** Opening EXERCISE INPUT block **

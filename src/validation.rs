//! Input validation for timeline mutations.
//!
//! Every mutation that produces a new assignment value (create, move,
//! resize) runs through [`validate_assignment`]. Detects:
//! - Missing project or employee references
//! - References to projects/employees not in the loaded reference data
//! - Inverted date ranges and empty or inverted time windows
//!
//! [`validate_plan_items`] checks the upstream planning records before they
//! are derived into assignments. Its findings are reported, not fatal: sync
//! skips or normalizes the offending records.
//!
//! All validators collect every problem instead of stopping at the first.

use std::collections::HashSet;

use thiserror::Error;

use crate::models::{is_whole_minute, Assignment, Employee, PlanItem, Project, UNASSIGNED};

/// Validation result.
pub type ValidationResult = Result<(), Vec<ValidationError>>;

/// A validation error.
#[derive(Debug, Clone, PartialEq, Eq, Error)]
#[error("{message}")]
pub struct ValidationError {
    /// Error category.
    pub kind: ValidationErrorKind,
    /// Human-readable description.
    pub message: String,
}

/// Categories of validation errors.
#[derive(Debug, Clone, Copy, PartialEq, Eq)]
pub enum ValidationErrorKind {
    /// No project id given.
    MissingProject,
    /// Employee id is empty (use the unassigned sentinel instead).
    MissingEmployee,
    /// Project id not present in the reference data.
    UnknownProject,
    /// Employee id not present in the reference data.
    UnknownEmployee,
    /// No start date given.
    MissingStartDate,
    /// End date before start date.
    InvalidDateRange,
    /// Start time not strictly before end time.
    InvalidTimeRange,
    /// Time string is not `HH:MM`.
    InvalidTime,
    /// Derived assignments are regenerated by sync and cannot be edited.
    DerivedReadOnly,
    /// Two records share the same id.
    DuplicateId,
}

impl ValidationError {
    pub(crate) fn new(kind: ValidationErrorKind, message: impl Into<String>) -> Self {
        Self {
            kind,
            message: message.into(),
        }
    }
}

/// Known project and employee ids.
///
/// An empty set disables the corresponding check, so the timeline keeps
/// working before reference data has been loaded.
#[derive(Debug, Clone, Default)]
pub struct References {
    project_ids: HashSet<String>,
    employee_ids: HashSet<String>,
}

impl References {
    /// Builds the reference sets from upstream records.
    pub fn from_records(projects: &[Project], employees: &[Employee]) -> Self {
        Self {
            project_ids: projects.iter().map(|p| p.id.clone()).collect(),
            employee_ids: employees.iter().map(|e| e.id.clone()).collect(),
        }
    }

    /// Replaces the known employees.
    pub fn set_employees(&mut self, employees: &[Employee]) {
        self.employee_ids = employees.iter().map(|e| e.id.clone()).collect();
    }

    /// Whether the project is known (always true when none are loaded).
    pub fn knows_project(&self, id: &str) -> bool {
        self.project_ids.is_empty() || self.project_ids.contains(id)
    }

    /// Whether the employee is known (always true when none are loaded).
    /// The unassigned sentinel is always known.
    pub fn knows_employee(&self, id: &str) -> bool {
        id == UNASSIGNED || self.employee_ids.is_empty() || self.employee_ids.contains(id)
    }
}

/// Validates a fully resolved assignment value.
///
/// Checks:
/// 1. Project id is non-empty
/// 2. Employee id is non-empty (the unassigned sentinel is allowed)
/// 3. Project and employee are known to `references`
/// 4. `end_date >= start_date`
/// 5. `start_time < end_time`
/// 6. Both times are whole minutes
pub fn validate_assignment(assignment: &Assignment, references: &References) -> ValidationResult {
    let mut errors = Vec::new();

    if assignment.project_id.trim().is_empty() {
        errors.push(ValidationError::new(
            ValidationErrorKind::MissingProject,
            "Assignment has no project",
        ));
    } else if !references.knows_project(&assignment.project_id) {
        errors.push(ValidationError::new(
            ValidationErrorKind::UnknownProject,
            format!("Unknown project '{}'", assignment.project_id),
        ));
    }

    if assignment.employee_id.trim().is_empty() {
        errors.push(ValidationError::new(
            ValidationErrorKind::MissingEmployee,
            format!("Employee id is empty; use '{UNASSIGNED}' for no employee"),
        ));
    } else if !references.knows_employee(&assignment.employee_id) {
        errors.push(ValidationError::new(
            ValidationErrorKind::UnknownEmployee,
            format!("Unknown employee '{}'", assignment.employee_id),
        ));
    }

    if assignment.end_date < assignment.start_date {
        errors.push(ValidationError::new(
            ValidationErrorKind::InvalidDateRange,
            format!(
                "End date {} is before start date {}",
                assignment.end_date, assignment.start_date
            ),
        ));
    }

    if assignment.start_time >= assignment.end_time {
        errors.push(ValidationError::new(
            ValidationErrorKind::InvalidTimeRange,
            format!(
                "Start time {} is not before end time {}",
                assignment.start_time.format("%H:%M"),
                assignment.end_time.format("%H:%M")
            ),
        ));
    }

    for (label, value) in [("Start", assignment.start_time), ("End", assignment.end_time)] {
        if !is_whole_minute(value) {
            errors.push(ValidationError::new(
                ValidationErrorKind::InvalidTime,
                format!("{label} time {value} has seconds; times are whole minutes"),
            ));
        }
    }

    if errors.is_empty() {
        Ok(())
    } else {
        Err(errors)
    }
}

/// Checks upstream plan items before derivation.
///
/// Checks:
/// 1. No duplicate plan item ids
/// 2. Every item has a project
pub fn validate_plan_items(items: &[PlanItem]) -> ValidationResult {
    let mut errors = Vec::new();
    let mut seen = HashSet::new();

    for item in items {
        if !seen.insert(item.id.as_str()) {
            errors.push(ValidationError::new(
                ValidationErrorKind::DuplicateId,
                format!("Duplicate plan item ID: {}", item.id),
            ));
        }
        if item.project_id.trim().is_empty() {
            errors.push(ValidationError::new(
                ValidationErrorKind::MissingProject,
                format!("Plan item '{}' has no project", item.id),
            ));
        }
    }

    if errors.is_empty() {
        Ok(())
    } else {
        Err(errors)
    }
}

** Closing EXERCISE INPUT block **

▶ [EXERCISE DIRECTIONS]: Using the exact wording, write out all of the records.

▶ [EXERCISE SOLUTION]:
filename src/validation.rs
//! Input validation for timeline mutations.
//!
//! Every mutation that produces a new assignment value (create, move,
//! resize) runs through [`validate_assignment`]. Detects:
//! - Missing project or employee references
//! - References to projects/employees not in the loaded reference data
//! - Inverted date ranges and empty or inverted time windows
//!
//! [`validate_plan_items`] checks the upstream planning records before they
//! are derived into assignments. Its findings are reported, not fatal: sync
//! skips or normalizes the offending records.
//!
//! All validators collect every problem instead of stopping at the first.

use std::collections::HashSet;

use thiserror::Error;

use crate::models::{is_whole_minute, Assignment, Employee, PlanItem, Project, UNASSIGNED};

/// Validation result.
pub type ValidationResult = Result<(), Vec<ValidationError>>;

/// A validation error.
#[derive(Debug, Clone, PartialEq, Eq, Error)]
#[error("{message}")]
pub struct ValidationError {
    /// Error category.
    pub kind: ValidationErrorKind,
    /// Human-readable description.
    pub message: String,
}

/// Categories of validation errors.
#[derive(Debug, Clone, Copy, PartialEq, Eq)]
pub enum ValidationErrorKind {
    /// No project id given.
    MissingProject,
    /// Employee id is empty (use the unassigned sentinel instead).
    MissingEmployee,
    /// Project id not present in the reference data.
    UnknownProject,
    /// Employee id not present in the reference data.
    UnknownEmployee,
    /// No start date given.
    MissingStartDate,
    /// End date before start date.
    InvalidDateRange,
    /// Start time not strictly before end time.
    InvalidTimeRange,
    /// Time string is not `HH:MM`.
    InvalidTime,
    /// Derived assignments are regenerated by sync and cannot be edited.
    DerivedReadOnly,
    /// Two records share the same id.
    DuplicateId,
}

impl ValidationError {
    pub(crate) fn new(kind: ValidationErrorKind, message: impl Into<String>) -> Self {
        Self {
            kind,
            message: message.into(),
        }
    }
}

/// Known project and employee ids.
///
/// An empty set disables the corresponding check, so the timeline keeps
/// working before reference data has been loaded.
#[derive(Debug, Clone, Default)]
pub struct References {
    project_ids: HashSet<String>,
    employee_ids: HashSet<String>,
}

impl References {
    /// Builds the reference sets from upstream records.
    pub fn from_records(projects: &[Project], employees: &[Employee]) -> Self {
        Self {
            project_ids: projects.iter().map(|p| p.id.clone()).collect(),
            employee_ids: employees.iter().map(|e| e.id.clone()).collect(),
        }
    }

    /// Replaces the known employees.
    pub fn set_employees(&mut self, employees: &[Employee]) {
        self.employee_ids = employees.iter().map(|e| e.id.clone()).collect();
    }

    /// Whether the project is known (always true when none are loaded).
    pub fn knows_project(&self, id: &str) -> bool {
        self.project_ids.is_empty() || self.project_ids.contains(id)
    }

    /// Whether the employee is known (always true when none are loaded).
    /// The unassigned sentinel is always known.
    pub fn knows_employee(&self, id: &str) -> bool {
        id == UNASSIGNED || self.employee_ids.is_empty() || self.employee_ids.contains(id)
    }
}

/// Validates a fully resolved assignment value.
///
/// Checks:
/// 1. Project id is non-empty
/// 2. Employee id is non-empty (the unassigned sentinel is allowed)
/// 3. Project and employee are known to `references`
/// 4. `end_date >= start_date`
/// 5. `start_time < end_time`
/// 6. Both times are whole minutes
pub fn validate_assignment(assignment: &Assignment, references: &References) -> ValidationResult {
    let mut errors = Vec::new();

    if assignment.project_id.trim().is_empty() {
        errors.push(ValidationError::new(
            ValidationErrorKind::MissingProject,
            "Assignment has no project",
        ));
    } else if !references.knows_project(&assignment.project_id) {
        errors.push(ValidationError::new(
            ValidationErrorKind::UnknownProject,
            format!("Unknown project '{}'", assignment.project_id),
        ));
    }

    if assignment.employee_id.trim().is_empty() {
        errors.push(ValidationError::new(
            ValidationErrorKind::MissingEmployee,
            format!("Employee id is empty; use '{UNASSIGNED}' for no employee"),
        ));
    } else if !references.knows_employee(&assignment.employee_id) {
        errors.push(ValidationError::new(
            ValidationErrorKind::UnknownEmployee,
            format!("Unknown employee '{}'", assignment.employee_id),
        ));
    }

    if assignment.end_date < assignment.start_date {
        errors.push(ValidationError::new(
            ValidationErrorKind::InvalidDateRange,
            format!(
                "End date {} is before start date {}",
                assignment.end_date, assignment.start_date
            ),
        ));
    }

    if assignment.start_time >= assignment.end_time {
        errors.push(ValidationError::new(
            ValidationErrorKind::InvalidTimeRange,
            format!(
                "Start time {} is not before end time {}",
                assignment.start_time.format("%H:%M"),
                assignment.end_time.format("%H:%M")
            ),
        ));
    }

    for (label, value) in [("Start", assignment.start_time), ("End", assignment.end_time)] {
        if !is_whole_minute(value) {
            errors.push(ValidationError::new(
                ValidationErrorKind::InvalidTime,
                format!("{label} time {value} has seconds; times are whole minutes"),
            ));
        }
    }

    if errors.is_empty() {
        Ok(())
    } else {
        Err(errors)
    }
}

/// Checks upstream plan items before derivation.
///
/// Checks:
/// 1. No duplicate plan item ids
/// 2. Every item has a project
pub fn validate_plan_items(items: &[PlanItem]) -> ValidationResult {
    let mut errors = Vec::new();
    let mut seen = HashSet::new();

    for item in items {
        if !seen.insert(item.id.as_str()) {
            errors.push(ValidationError::new(
                ValidationErrorKind::DuplicateId,
                format!("Duplicate plan item ID: {}", item.id),
            ));
        }
        if item.project_id.trim().is_empty() {
            errors.push(ValidationError::new(
                ValidationErrorKind::MissingProject,
                format!("Plan item '{}' has no project", item.id),
            ));
        }
    }

    if errors.is_empty() {
        Ok(())
    } else {
        Err(errors)
    }
}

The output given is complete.